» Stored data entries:
::::
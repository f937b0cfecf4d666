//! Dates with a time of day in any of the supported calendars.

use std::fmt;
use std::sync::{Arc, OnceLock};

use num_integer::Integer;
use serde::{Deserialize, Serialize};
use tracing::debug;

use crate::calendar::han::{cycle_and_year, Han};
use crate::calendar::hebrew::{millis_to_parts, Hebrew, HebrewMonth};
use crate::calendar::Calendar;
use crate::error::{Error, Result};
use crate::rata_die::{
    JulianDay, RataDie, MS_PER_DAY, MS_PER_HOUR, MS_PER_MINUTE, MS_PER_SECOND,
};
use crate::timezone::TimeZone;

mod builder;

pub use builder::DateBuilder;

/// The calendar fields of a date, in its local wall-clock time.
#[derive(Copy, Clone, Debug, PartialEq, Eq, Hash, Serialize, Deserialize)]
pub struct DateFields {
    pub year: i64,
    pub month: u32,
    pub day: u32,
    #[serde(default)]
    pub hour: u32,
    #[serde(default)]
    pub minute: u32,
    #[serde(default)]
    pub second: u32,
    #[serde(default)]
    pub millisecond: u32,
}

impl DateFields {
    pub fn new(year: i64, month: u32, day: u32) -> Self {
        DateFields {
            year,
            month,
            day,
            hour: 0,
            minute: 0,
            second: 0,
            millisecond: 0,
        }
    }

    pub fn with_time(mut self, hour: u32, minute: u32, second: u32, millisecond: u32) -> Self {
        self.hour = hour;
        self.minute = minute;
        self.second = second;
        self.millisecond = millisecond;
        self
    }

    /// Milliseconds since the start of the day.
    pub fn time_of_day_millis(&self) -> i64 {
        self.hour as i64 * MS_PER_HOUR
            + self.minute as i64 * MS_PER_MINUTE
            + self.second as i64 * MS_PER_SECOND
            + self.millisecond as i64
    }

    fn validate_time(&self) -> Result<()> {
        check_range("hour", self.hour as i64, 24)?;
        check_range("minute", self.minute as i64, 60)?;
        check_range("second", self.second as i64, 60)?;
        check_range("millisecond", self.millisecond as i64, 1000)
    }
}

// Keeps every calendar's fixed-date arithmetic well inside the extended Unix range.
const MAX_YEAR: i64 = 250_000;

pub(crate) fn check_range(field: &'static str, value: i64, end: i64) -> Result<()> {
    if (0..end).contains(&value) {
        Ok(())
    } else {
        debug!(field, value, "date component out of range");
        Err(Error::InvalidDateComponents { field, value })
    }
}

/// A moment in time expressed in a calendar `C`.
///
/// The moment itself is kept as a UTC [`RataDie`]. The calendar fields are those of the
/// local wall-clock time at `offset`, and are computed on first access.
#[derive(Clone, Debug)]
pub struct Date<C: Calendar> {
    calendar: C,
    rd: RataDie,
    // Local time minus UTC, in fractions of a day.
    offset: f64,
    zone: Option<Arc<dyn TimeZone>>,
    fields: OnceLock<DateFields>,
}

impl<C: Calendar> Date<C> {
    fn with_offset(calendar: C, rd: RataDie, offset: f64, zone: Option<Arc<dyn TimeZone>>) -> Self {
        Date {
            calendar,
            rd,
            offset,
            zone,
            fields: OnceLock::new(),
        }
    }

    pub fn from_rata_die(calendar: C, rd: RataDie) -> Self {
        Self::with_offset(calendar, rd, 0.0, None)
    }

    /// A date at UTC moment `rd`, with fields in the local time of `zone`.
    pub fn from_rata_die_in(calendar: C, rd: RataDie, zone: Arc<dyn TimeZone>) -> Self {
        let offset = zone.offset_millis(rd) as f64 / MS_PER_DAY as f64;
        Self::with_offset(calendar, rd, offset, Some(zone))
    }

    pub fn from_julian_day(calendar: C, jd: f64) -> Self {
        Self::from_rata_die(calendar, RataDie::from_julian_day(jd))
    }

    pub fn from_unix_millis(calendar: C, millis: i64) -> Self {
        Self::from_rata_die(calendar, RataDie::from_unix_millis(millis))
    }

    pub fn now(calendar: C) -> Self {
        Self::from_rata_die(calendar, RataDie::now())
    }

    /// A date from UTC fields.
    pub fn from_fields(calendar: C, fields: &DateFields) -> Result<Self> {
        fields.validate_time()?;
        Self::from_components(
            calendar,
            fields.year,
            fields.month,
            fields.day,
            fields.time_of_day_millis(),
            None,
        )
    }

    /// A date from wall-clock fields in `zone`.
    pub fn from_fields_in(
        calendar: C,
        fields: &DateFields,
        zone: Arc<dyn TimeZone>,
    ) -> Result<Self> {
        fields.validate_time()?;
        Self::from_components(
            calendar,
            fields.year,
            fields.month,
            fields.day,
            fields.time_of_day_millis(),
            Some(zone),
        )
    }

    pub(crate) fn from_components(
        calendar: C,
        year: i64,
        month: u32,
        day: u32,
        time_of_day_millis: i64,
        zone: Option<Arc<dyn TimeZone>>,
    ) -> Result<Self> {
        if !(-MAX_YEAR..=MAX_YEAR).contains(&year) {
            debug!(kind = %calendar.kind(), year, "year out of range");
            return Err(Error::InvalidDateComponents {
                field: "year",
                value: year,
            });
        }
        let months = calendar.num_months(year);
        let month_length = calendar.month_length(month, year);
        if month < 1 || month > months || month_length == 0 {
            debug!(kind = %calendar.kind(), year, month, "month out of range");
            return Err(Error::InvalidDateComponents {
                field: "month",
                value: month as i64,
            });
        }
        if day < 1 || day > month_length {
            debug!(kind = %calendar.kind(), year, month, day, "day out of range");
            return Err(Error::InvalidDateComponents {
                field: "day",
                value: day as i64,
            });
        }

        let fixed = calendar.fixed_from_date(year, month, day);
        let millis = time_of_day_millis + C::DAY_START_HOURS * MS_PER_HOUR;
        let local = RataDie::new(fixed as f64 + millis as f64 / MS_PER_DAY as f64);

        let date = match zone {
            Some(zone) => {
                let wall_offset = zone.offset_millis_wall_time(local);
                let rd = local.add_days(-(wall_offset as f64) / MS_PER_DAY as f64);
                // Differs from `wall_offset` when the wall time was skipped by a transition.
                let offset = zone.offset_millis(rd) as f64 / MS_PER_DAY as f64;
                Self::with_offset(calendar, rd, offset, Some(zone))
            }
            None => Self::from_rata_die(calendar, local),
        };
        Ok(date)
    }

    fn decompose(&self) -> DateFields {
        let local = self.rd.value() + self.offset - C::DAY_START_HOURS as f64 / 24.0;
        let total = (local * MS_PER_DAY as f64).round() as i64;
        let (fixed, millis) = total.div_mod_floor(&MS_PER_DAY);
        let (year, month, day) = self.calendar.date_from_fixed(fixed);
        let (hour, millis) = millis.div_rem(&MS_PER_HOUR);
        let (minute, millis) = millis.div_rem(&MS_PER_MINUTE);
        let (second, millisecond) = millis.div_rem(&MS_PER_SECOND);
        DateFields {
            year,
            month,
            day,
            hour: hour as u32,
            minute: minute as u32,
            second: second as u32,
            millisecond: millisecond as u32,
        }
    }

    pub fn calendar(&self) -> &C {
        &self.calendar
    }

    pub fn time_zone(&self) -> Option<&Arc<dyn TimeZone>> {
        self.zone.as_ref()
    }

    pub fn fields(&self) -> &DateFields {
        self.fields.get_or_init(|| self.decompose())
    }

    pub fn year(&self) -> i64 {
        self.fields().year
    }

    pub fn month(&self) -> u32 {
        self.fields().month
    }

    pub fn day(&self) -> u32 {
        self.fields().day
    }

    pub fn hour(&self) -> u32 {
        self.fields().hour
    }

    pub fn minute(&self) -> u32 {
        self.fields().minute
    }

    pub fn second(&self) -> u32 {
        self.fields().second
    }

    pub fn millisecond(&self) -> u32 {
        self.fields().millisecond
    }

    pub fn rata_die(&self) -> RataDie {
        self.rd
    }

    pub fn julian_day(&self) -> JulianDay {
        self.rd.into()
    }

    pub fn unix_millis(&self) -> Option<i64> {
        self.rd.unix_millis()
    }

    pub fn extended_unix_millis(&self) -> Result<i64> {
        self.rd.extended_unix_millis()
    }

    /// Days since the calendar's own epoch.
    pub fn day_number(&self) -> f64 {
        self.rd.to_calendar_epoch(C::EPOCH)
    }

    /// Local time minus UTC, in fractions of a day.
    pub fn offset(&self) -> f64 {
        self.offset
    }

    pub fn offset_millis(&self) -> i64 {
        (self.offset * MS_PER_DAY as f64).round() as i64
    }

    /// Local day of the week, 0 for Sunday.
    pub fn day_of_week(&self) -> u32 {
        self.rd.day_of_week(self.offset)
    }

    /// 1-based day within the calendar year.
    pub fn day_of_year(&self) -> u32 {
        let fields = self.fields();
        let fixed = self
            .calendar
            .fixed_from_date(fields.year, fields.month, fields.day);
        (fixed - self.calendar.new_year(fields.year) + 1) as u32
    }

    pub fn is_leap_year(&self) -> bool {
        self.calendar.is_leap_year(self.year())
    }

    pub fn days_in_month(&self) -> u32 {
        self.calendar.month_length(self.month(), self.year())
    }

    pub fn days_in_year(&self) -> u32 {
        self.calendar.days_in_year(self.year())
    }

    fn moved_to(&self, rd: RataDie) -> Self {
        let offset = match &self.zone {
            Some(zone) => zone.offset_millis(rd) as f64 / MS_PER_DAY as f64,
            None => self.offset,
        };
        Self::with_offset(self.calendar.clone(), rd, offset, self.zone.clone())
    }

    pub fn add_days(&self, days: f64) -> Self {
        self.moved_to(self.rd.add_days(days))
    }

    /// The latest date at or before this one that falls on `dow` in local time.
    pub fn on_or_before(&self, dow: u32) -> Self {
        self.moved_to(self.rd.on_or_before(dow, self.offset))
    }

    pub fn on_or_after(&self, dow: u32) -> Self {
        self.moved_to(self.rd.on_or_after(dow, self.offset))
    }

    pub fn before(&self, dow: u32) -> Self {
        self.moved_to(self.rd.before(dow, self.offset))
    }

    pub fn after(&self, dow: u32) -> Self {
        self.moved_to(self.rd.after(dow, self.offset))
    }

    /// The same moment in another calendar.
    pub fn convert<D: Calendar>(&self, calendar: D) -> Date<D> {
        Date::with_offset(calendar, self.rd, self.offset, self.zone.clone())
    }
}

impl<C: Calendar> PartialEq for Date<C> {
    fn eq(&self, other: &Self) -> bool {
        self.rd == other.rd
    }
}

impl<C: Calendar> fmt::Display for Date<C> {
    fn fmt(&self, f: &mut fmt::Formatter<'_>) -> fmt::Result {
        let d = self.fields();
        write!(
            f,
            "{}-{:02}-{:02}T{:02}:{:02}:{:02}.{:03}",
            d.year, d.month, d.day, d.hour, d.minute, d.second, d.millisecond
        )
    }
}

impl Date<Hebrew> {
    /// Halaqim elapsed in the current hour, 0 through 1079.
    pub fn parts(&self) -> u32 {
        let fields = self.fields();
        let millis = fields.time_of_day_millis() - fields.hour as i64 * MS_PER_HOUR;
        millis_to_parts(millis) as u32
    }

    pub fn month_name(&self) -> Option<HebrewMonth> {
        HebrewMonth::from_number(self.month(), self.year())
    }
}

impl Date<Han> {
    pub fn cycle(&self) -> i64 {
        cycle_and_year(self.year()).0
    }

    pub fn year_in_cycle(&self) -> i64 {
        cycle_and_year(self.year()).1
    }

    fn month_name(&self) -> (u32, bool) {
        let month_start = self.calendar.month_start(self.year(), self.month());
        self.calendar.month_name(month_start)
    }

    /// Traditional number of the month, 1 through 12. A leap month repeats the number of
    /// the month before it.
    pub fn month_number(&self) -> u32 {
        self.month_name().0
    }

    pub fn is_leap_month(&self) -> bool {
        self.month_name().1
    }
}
::::
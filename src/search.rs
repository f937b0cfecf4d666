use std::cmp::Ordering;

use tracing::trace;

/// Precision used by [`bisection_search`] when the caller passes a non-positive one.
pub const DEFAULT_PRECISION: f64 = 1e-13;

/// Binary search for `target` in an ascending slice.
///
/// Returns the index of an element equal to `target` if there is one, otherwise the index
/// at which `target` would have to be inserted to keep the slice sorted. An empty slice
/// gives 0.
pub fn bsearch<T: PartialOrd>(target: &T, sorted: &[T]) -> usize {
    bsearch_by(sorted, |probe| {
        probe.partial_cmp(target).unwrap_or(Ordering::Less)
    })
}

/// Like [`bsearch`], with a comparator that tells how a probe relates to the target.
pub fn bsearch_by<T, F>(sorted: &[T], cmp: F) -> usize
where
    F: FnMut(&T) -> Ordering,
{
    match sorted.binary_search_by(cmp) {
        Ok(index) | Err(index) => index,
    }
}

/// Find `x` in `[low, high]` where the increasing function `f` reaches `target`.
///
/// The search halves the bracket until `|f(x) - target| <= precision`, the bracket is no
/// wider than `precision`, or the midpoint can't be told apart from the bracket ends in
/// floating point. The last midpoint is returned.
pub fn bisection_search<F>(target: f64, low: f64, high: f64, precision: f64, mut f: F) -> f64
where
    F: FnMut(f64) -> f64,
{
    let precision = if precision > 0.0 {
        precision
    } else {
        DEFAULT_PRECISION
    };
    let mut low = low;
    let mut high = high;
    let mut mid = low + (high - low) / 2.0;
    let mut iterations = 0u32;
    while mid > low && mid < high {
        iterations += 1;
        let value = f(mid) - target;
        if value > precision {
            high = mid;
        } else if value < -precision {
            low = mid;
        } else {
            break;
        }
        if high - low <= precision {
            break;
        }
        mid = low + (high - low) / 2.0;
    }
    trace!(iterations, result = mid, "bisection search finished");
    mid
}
::::
» DIRECTIONS FOR THIS TASK: Match on "const": copy every line in the records that has it.

» EXERCISE RESPONSE:
const MAX_YEAR: i64 = 250_000;
pub const DEFAULT_PRECISION: f64 = 1e-13;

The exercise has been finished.